September 2, 2015 - Donald Curry (left) working on the No. 1 end
vestibule of the Narcissus. PWM image
Surprise! Donald Curry (left) and Bob Reich, caught
off guard by me in Town House Restoration Shop
at Seashore Trolley Museum. Donald has been a Trolley
Museum staff member since 1954 and has contributed
more volunteer hours during that time than paid hours
for sure. Bob Reich has been a long-time volunteer as well.
PWM image
From Donald Curry's Town House Restoration Shop Report on the Narcissus, dated September 7, 2015, for inclusion in Seashore Trolley Museum's newsletter, The Dispatch.

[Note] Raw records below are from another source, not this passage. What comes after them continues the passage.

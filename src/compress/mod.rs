// Compression pipeline over in-memory buffers.
//
// - `encoder`: match finding plus literal-run accumulation
// - `decoder`: COPY/LITERAL state machine with cyclic copies

pub mod decoder;
pub mod encoder;

pub use decoder::{DecodeError, Decoder};
pub use encoder::{EncodeStats, Encoder, LiteralRun};
use thiserror::Error;

/// Everything that can stop a translation submission. None of these are
/// fatal: the session stays usable after each one is shown.
#[derive(Debug, Error)]
pub enum TranslateError {
    /// Missing credential, detected before dispatch.
    #[error("Please set your GROQ_API_KEY in the .env file.")]
    MissingApiKey,

    /// Empty or whitespace-only input, detected before dispatch.
    #[error("Please enter some text to translate.")]
    EmptyText,

    /// Any failure from the external service call, reported verbatim.
    #[error("An error occurred during the translation: {0}")]
    Dispatch(String),
}

impl TranslateError {
    /// The message type the client renders this error under.
    pub fn message_type(&self) -> &'static str {
        match self {
            TranslateError::MissingApiKey => "config-error",
            TranslateError::EmptyText => "validation-warning",
            TranslateError::Dispatch(_) => "translation-error",
        }
    }
}
use axum::{
    extract::{ws::Message, State, WebSocketUpgrade},
    response::Response,
};
use axum::extract::ws::WebSocket;
use serde_json::json;
use tracing::{error, info};
use futures_util::{SinkExt, StreamExt};

use crate::handlers;
use crate::state::{AppState, SessionState};

pub async fn websocket_handler(
    ws: WebSocketUpgrade,
    State(state): State<AppState>,
) -> Response {
    ws.on_upgrade(|socket| handle_socket(socket, state))
}

async fn handle_socket(socket: WebSocket, state: AppState) {
    let client_uid = state.generate_client_uid();
    info!("New WebSocket connection: {}", client_uid);

    let session = SessionState::new(client_uid.clone());
    let selection = session.selection.clone();
    state.sessions.insert(client_uid.clone(), session);

    let (mut sender, mut receiver) = socket.split();

    // The page renders its controls from these before any user action.
    let initial_messages = vec![
        json!({
            "type": "session-init",
            "client_uid": client_uid,
            "api_key_configured": state.config.groq.api_key.is_some(),
        }),
        json!({
            "type": "selection-update",
            "selection": selection,
        }),
    ];

    for msg in initial_messages {
        if let Err(e) = sender.send(Message::Text(msg.to_string())).await {
            error!("Failed to send initial message: {}", e);
            state.sessions.remove(&client_uid);
            return;
        }
    }

    // One message at a time: a dispatch blocks this session's loop until
    // the service responds, which is the intended busy behavior.
    while let Some(msg) = receiver.next().await {
        match msg {
            Ok(Message::Text(text)) => {
                if let Err(e) =
                    handlers::handle_message(&state, &client_uid, &text, &mut sender).await
                {
                    error!("Error handling message from {}: {}", client_uid, e);
                }
            }
            Ok(Message::Close(_)) => break,
            Err(e) => {
                error!("WebSocket error for {}: {}", client_uid, e);
                break;
            }
            _ => {}
        }
    }

    state.sessions.remove(&client_uid);
    info!("WebSocket connection closed: {}", client_uid);
}
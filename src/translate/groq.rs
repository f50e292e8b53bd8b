use anyhow::{anyhow, Context};
use async_trait::async_trait;
use reqwest::Client;
use serde::{Deserialize, Serialize};
use tracing::{debug, info};

use super::interface::CompletionBackend;
use crate::config::GroqConfig;

/// Chat-completions client for Groq's OpenAI-compatible API.
pub struct GroqClient {
    client: Client,
    base_url: String,
    model: String,
    api_key: String,
}

#[derive(Serialize)]
struct ChatRequest<'a> {
    model: &'a str,
    messages: Vec<Message<'a>>,
}

#[derive(Serialize)]
struct Message<'a> {
    role: &'a str,
    content: &'a str,
}

#[derive(Deserialize)]
struct ChatResponse {
    choices: Vec<Choice>,
}

#[derive(Deserialize)]
struct Choice {
    message: MessageContent,
}

#[derive(Deserialize)]
struct MessageContent {
    content: String,
}

impl GroqClient {
    /// `api_key` is required here: callers without a key never construct
    /// a client, so the missing-credential case is handled upstream.
    pub fn new(config: &GroqConfig, api_key: String) -> Self {
        info!(
            "Initialized GroqClient: model={}, base_url={}",
            config.model, config.base_url
        );
        Self {
            client: Client::new(),
            base_url: config.base_url.clone(),
            model: config.model.clone(),
            api_key,
        }
    }
}

#[async_trait]
impl CompletionBackend for GroqClient {
    async fn complete(&self, system: &str, user: &str) -> Result<String, anyhow::Error> {
        let url = format!("{}/chat/completions", self.base_url);
        let request = ChatRequest {
            model: &self.model,
            messages: vec![
                Message {
                    role: "system",
                    content: system,
                },
                Message {
                    role: "user",
                    content: user,
                },
            ],
        };

        debug!("Dispatching completion request to {}", url);
        let response = self
            .client
            .post(&url)
            .bearer_auth(&self.api_key)
            .json(&request)
            .send()
            .await
            .context("request to completion service failed")?;

        let status = response.status();
        if !status.is_success() {
            let body = response.text().await.unwrap_or_default();
            return Err(anyhow!("completion service returned {status}: {body}"));
        }

        let parsed: ChatResponse = response
            .json()
            .await
            .context("completion service returned a malformed response")?;

        let choice = parsed
            .choices
            .into_iter()
            .next()
            .ok_or_else(|| anyhow!("completion service returned no choices"))?;

        Ok(choice.message.content)
    }
}
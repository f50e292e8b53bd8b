use std::sync::Arc;

use dashmap::DashMap;
use uuid::Uuid;

use crate::config::Config;
use crate::languages::LanguageSelection;
use crate::translate::groq::GroqClient;
use crate::translate::interface::CompletionBackend;
use crate::translate::Translator;

#[derive(Clone)]
pub struct AppState {
    pub config: Config,
    pub translator: Arc<Translator>,
    pub sessions: Arc<DashMap<String, SessionState>>,
}

/// Per-connection state. Sessions are isolated: nothing here is shared
/// across clients, and everything dies with the connection.
#[derive(Debug, Clone)]
pub struct SessionState {
    pub client_uid: String,
    pub selection: LanguageSelection,
    pub input_text: String,
    pub last_output: Option<String>,
}

impl SessionState {
    pub fn new(client_uid: String) -> Self {
        Self {
            client_uid,
            selection: LanguageSelection::default(),
            input_text: String::new(),
            last_output: None,
        }
    }

    /// Empties the input field only. The previously displayed translation
    /// stays on screen, matching the original behavior.
    pub fn clear_input(&mut self) {
        self.input_text.clear();
    }
}

impl AppState {
    pub fn new(config: Config) -> Self {
        let backend: Option<Arc<dyn CompletionBackend>> = config
            .groq
            .api_key
            .clone()
            .map(|key| Arc::new(GroqClient::new(&config.groq, key)) as Arc<dyn CompletionBackend>);

        Self {
            config,
            translator: Arc::new(Translator::new(backend)),
            sessions: Arc::new(DashMap::new()),
        }
    }

    pub fn generate_client_uid(&self) -> String {
        Uuid::new_v4().to_string()
    }
}
use serde::{Deserialize, Serialize};
use thiserror::Error;

/// Sentinel origin meaning the service should infer the source language.
pub const AUTO_DETECT: &str = "Automatic Detection";

/// Languages offered as origins. The first entry is the auto-detection
/// sentinel; destinations are drawn from the rest.
pub const LANGUAGES: [&str; 12] = [
    AUTO_DETECT,
    "Italian",
    "English",
    "Spanish",
    "French",
    "German",
    "Chinese",
    "Japanese",
    "Dutch",
    "Russian",
    "Portuguese",
    "Swedish",
];

pub fn origin_catalog() -> &'static [&'static str] {
    &LANGUAGES
}

/// The destination list never contains the auto-detection sentinel, so a
/// destination is always a concrete language.
pub fn destination_catalog() -> &'static [&'static str] {
    &LANGUAGES[1..]
}

#[derive(Debug, Error, PartialEq, Eq)]
pub enum SelectionError {
    #[error("unknown language: {0}")]
    UnknownLanguage(String),

    #[error("{AUTO_DETECT} is not a valid destination language")]
    SentinelDestination,

    /// Swapping an auto-detected origin is undefined: no concrete
    /// language is known to move into the destination slot.
    #[error("Cannot swap languages while the origin is {AUTO_DETECT}.")]
    SwapUndefined,
}

/// The session's language choices. Mutations go through the `with_*`
/// and `swapped` constructors, which return a new selection and leave
/// the current one untouched on rejection.
#[derive(Debug, Clone, PartialEq, Eq, Serialize, Deserialize)]
pub struct LanguageSelection {
    pub origin: String,
    pub destination: String,
}

impl Default for LanguageSelection {
    fn default() -> Self {
        Self {
            origin: AUTO_DETECT.to_string(),
            destination: destination_catalog()[1].to_string(),
        }
    }
}

impl LanguageSelection {
    pub fn with_origin(&self, name: &str) -> Result<Self, SelectionError> {
        if !origin_catalog().contains(&name) {
            return Err(SelectionError::UnknownLanguage(name.to_string()));
        }
        Ok(Self {
            origin: name.to_string(),
            destination: self.destination.clone(),
        })
    }

    pub fn with_destination(&self, name: &str) -> Result<Self, SelectionError> {
        if name == AUTO_DETECT {
            return Err(SelectionError::SentinelDestination);
        }
        if !destination_catalog().contains(&name) {
            return Err(SelectionError::UnknownLanguage(name.to_string()));
        }
        Ok(Self {
            origin: self.origin.clone(),
            destination: name.to_string(),
        })
    }

    /// Exchanges origin and destination, both-or-neither. Rejected when
    /// the origin is the auto-detection sentinel.
    pub fn swapped(&self) -> Result<Self, SelectionError> {
        if self.origin == AUTO_DETECT {
            return Err(SelectionError::SwapUndefined);
        }
        Ok(Self {
            origin: self.destination.clone(),
            destination: self.origin.clone(),
        })
    }
}
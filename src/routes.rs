use axum::{extract::State, routing::get, Json, Router};
use serde_json::{json, Value};
use tower_http::services::ServeDir;

use crate::languages;
use crate::state::AppState;

pub fn create_routes(state: AppState) -> Router<AppState> {
    let static_dir = state.config.system.static_dir.clone();

    Router::new()
        // WebSocket
        .route("/client-ws", get(websocket_handler))
        // REST API routes
        .route("/api/health", get(health_check))
        .route("/api/languages", get(get_languages))
        // The page itself
        .fallback_service(ServeDir::new(static_dir))
}

async fn websocket_handler(
    ws: axum::extract::ws::WebSocketUpgrade,
    State(state): State<AppState>,
) -> axum::response::Response {
    crate::websocket::websocket_handler(ws, State(state)).await
}

async fn health_check(State(state): State<AppState>) -> Json<Value> {
    Json(json!({
        "status": "ok",
        "api_key_configured": state.config.groq.api_key.is_some(),
        "model": state.config.groq.model,
    }))
}

async fn get_languages(State(_state): State<AppState>) -> Json<Value> {
    let defaults = crate::languages::LanguageSelection::default();
    Json(json!({
        "origins": languages::origin_catalog(),
        "destinations": languages::destination_catalog(),
        "defaults": defaults,
    }))
}
//! cluster-topic-demo: two simulated servers on one in-memory broker
//!
//! Opens two connections to the same topic, registers the root namespace on
//! each, broadcasts from the first and logs what the second receives.
//!
//! ## Configuration
//! - CLUSTER_TOPIC_LOG: tracing filter (default: info)
//! - CLUSTER_TOPIC_CONFIG: YAML file with adapter options (optional)
//! - CLUSTER_TOPIC__TOPIC_NAME etc.: per-field overrides

use std::sync::Arc;
use std::time::Duration;

use async_trait::async_trait;
use serde_json::json;
use tokio::sync::Notify;
use tracing::info;

use cluster_topic_adapter::broker::InMemoryBroker;
use cluster_topic_adapter::utils::bootstrap::init_tracing;
use cluster_topic_adapter::{
    AdapterOptions, ClusterHandler, ClusterMessage, ClusterResponse, ClusterTransport, Connection,
    MessageType,
};

const RECEIVE_TIMEOUT: Duration = Duration::from_secs(5);

/// Handler that logs every cluster message it receives.
struct LoggingHandler {
    server: &'static str,
    received: Arc<Notify>,
}

#[async_trait]
impl ClusterHandler for LoggingHandler {
    async fn on_message(&self, message: ClusterMessage) {
        info!(
            server = self.server,
            from = %message.uid,
            nsp = %message.nsp,
            kind = ?message.kind,
            data = ?message.data,
            "Cluster message received"
        );
        self.received.notify_one();
    }

    async fn on_response(&self, response: ClusterResponse) {
        info!(server = self.server, kind = ?response.kind, "Cluster response received");
    }
}

#[tokio::main]
async fn main() -> Result<(), Box<dyn std::error::Error>> {
    init_tracing();

    let options = AdapterOptions::load(None)?;
    let broker = InMemoryBroker::new();
    let received = Arc::new(Notify::new());

    let server_a = Connection::new(&broker, Arc::new(broker.clone()), options.clone());
    let server_b = Connection::new(&broker, Arc::new(broker.clone()), options);

    let adapter_a = server_a.create_adapter(
        "/",
        LoggingHandler {
            server: "a",
            received: received.clone(),
        },
    )?;
    let adapter_b = server_b.create_adapter(
        "/",
        LoggingHandler {
            server: "b",
            received: received.clone(),
        },
    )?;

    adapter_a.init().await?;
    adapter_b.init().await?;
    info!(
        topic = %server_a.topic_name(),
        subscription_a = %server_a.subscription_name(),
        subscription_b = %server_b.subscription_name(),
        "cluster-topic-demo started"
    );

    let message = ClusterMessage {
        uid: adapter_a.uid().clone(),
        nsp: "/".to_string(),
        kind: MessageType::Broadcast,
        data: Some(json!({ "packet": { "data": ["hello", { "from": "a" }] } })),
    };
    let offset = adapter_a.do_publish(&message).await?;
    info!(offset = ?offset, "Broadcast published");

    if tokio::time::timeout(RECEIVE_TIMEOUT, received.notified())
        .await
        .is_err()
    {
        tracing::warn!("No cluster message received before timeout");
    }

    adapter_a.close().await;
    adapter_b.close().await;

    let stats = broker.stats();
    info!(
        messages_sent = stats.messages_sent,
        subscriptions_deleted = stats.subscriptions_deleted,
        "cluster-topic-demo finished"
    );
    Ok(())
}
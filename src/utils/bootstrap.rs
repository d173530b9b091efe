//! Bootstrap utilities for binaries.

use tracing_subscriber::{layer::SubscriberExt, util::SubscriberInitExt};

use crate::config::LOG_ENV_VAR;

/// Initialize tracing with the `CLUSTER_TOPIC_LOG` environment variable.
///
/// Defaults to "info" level if `CLUSTER_TOPIC_LOG` is not set.
pub fn init_tracing() {
    tracing_subscriber::registry()
        .with(
            tracing_subscriber::EnvFilter::try_from_env(LOG_ENV_VAR)
                .unwrap_or_else(|_| tracing_subscriber::EnvFilter::new("info")),
        )
        .with(tracing_subscriber::fmt::layer())
        .init();
}
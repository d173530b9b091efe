//! Physical broker connection shared by namespace adapters.
//!
//! One connection owns one sender, one receiver and one subscription on the
//! shared topic. Provisioning runs at most once per connection: every
//! adapter's `init` awaits the same memoized future.

use std::sync::Arc;

use futures::future::FutureExt;
use tracing::{debug, info};

use crate::broker::{AdminClient, BrokerClient, SubscriptionReceiver};
use crate::cluster::{random_id, ClusterHandler, ServerId};
use crate::config::AdapterOptions;

use super::{
    ensure, BusError, Codec, LifecycleCoordinator, MsgPackCodec, NamespaceAdapter,
    NamespaceRegistry, ProvisionedResources, Publisher, Result, Router, SharedProvisioning,
};

/// Shared broker resources of one server process.
pub struct Connection<C = MsgPackCodec> {
    topic_name: String,
    subscription_name: String,
    registry: Arc<NamespaceRegistry>,
    publisher: Publisher<C>,
    provisioning: SharedProvisioning,
    lifecycle: LifecycleCoordinator,
}

impl Connection<MsgPackCodec> {
    /// Create a connection using the MessagePack codec.
    pub fn new(
        client: &dyn BrokerClient,
        admin: Arc<dyn AdminClient>,
        options: AdapterOptions,
    ) -> Arc<Self> {
        Self::with_codec(client, admin, options, MsgPackCodec)
    }
}

impl<C: Codec> Connection<C> {
    /// Create a connection with a custom payload codec.
    ///
    /// No broker I/O happens here; provisioning starts when the first adapter
    /// initializes (or `ready` is awaited).
    pub fn with_codec(
        client: &dyn BrokerClient,
        admin: Arc<dyn AdminClient>,
        options: AdapterOptions,
        codec: C,
    ) -> Arc<Self> {
        let topic_name = options.topic_name.clone();
        let subscription_name = format!("{}-{}", options.subscription_prefix, random_id());

        let sender = client.create_sender(&topic_name);
        let receiver =
            client.create_receiver(&topic_name, &subscription_name, &options.receiver_options);

        let registry = Arc::new(NamespaceRegistry::new());
        let router = Arc::new(Router::new(
            registry.clone(),
            receiver.clone(),
            subscription_name.clone(),
        ));

        let provisioning = provision(
            registry.clone(),
            admin.clone(),
            receiver.clone(),
            router,
            options,
            subscription_name.clone(),
        )
        .boxed()
        .shared();

        let lifecycle = LifecycleCoordinator::new(
            provisioning.clone(),
            admin,
            sender.clone(),
            receiver,
            topic_name.clone(),
            subscription_name.clone(),
        );

        debug!(
            topic = %topic_name,
            subscription = %subscription_name,
            "Connection created"
        );

        Arc::new(Self {
            topic_name,
            subscription_name,
            registry,
            publisher: Publisher::new(sender, codec),
            provisioning,
            lifecycle,
        })
    }

    pub fn topic_name(&self) -> &str {
        &self.topic_name
    }

    pub fn subscription_name(&self) -> &str {
        &self.subscription_name
    }

    pub fn registry(&self) -> &NamespaceRegistry {
        &self.registry
    }

    pub fn publisher(&self) -> &Publisher<C> {
        &self.publisher
    }

    /// True once the last adapter has closed. Teardown of the shared
    /// resources starts at that point.
    pub fn is_closed(&self) -> bool {
        self.registry.is_sealed()
    }

    /// Wait until the subscription exists and the router is receiving.
    ///
    /// The outcome, success or failure, is shared by every caller. Fails with
    /// `BusError::ConnectionClosed` once the connection was torn down.
    pub async fn ready(&self) -> Result<ProvisionedResources> {
        if self.is_closed() {
            return Err(BusError::ConnectionClosed);
        }
        let resources = self.provisioning.clone().await?;
        if self.is_closed() {
            return Err(BusError::ConnectionClosed);
        }
        Ok(resources)
    }

    /// Create and register the adapter of namespace `nsp`.
    ///
    /// Fails when the namespace already has an adapter on this connection, or
    /// when the connection was torn down.
    pub fn create_adapter<H: ClusterHandler>(
        self: &Arc<Self>,
        nsp: impl Into<String>,
        handler: H,
    ) -> Result<Arc<NamespaceAdapter<H, C>>> {
        let nsp = nsp.into();
        let adapter = Arc::new(NamespaceAdapter::new(nsp.clone(), handler, self.clone()));
        // A sealed registry rejects the registration with `ConnectionClosed`.
        self.registry.register(&nsp, adapter.clone())?;

        info!(
            nsp = %nsp,
            uid = %adapter.uid(),
            subscription = %self.subscription_name,
            "Namespace adapter registered"
        );
        Ok(adapter)
    }

    /// Deregister an adapter and release the shared resources if it was the last.
    pub(crate) async fn release(&self, nsp: &str, uid: &ServerId) {
        match self.registry.unregister(nsp, uid) {
            Some(remaining) => self.lifecycle.on_adapter_closed(remaining).await,
            None => debug!(nsp = %nsp, uid = %uid, "Adapter was not registered"),
        }
    }
}

/// Create topic and subscription, then start the receive loop.
///
/// Refuses to start once the connection was torn down.
async fn provision(
    registry: Arc<NamespaceRegistry>,
    admin: Arc<dyn AdminClient>,
    receiver: Arc<dyn SubscriptionReceiver>,
    router: Arc<Router>,
    options: AdapterOptions,
    subscription_name: String,
) -> Result<ProvisionedResources> {
    if registry.is_sealed() {
        debug!(subscription = %subscription_name, "Connection closed before provisioning");
        return Err(BusError::ConnectionClosed);
    }

    let resources = ensure(
        admin.as_ref(),
        &options.topic_name,
        &subscription_name,
        &options.topic_options,
        &options.subscription_options,
    )
    .await
    .inspect_err(|e| {
        tracing::error!(
            subscription = %subscription_name,
            error = %e,
            "An error has occurred while creating the subscription"
        );
    })?;

    receiver.subscribe(router).await.map_err(|e| {
        BusError::Provisioning(format!(
            "Failed to start receiving from {}: {}",
            subscription_name, e
        ))
    })?;

    info!(
        topic = %resources.topic_name,
        subscription = %resources.subscription_name,
        "Receiving from subscription"
    );
    Ok(resources)
}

Portland-Lewiston Interurban 14, Narcissus, Laconia Car Co. 1912 (Fund 816A)--Let’s move on to a car that will spend  a lot longer in the Shop—The first job was to see just what we have in front of us—components, wood, hardware, and “red herrings”! (Things that turn out to have nothing to do with car 14.) The car has been worked on at various times with the most significant being 1996. During that time a number of the mahogany trim parts were varnished and since carefully accounted for (thanks Tom Hughes) and put into storage. New tongue and groove wainscot was milled, primed and likewise stored. Project Manager Phil Morse has brought groups of international students from nearby Thornton Academy in Saco to help check and confirm the inventory of parts and re-wrap them in saran wrap until we are ready to install them. Every part was named as to location and what it was. In some cases this took several educated guesses.


Five student volunteers from Thornton Academy's Residential Life Program.
Thornton Academy has approximately 160 international students from
22 different countries that attend middle school and high school within
a total school population of nearly 1,600. The students above are from
Vietnam, South Korea, China, and Ukraine. Four students are counting
original exterior poplar vertical sheathing from Narcissus that had
previously been repaired, sanded, and primed. One student in the
background is sandblasting square-headed bolts for Narcissus. PWM
Stained glass - The most striking components of 14 are the stained glass windows in the clerestory and big “eyebrows” over the side windows. Several years ago Tom Hughes did an excellent job of rebuilding the 26 arched clerestory sash frames, many using the original Santo Domingo mahogany[1]. Some work had been done on the stained glass itself but for various reasons it had come to a halt. But thanks to a serendipitous connection made by Phil Morse, right in his neighborhood, he found Sundancer Stained Glass Studio in Saco, Maine and its proprietor Deb Caron Plourde.  Immediately she identified with the project both from its beauty and craftsmanship as well as its historical value. Over the winter she sorted out frame-by-frame, the original glass that could be used and identified and purchased what would be needed to replace what was missing, this from who may have been the original manufacturer. At this point the glasswork in all 40 sashes is completed with the next step being the building and rebuilding of the big “eyebrow” frames. This will require finding the original type of Honduras (Santo Domingo) Mahogany about 2 in. thick to be assembled with the pieces remaining on the car. Fortunately most of the mahogany on the interior was intact when we got the car in 1969.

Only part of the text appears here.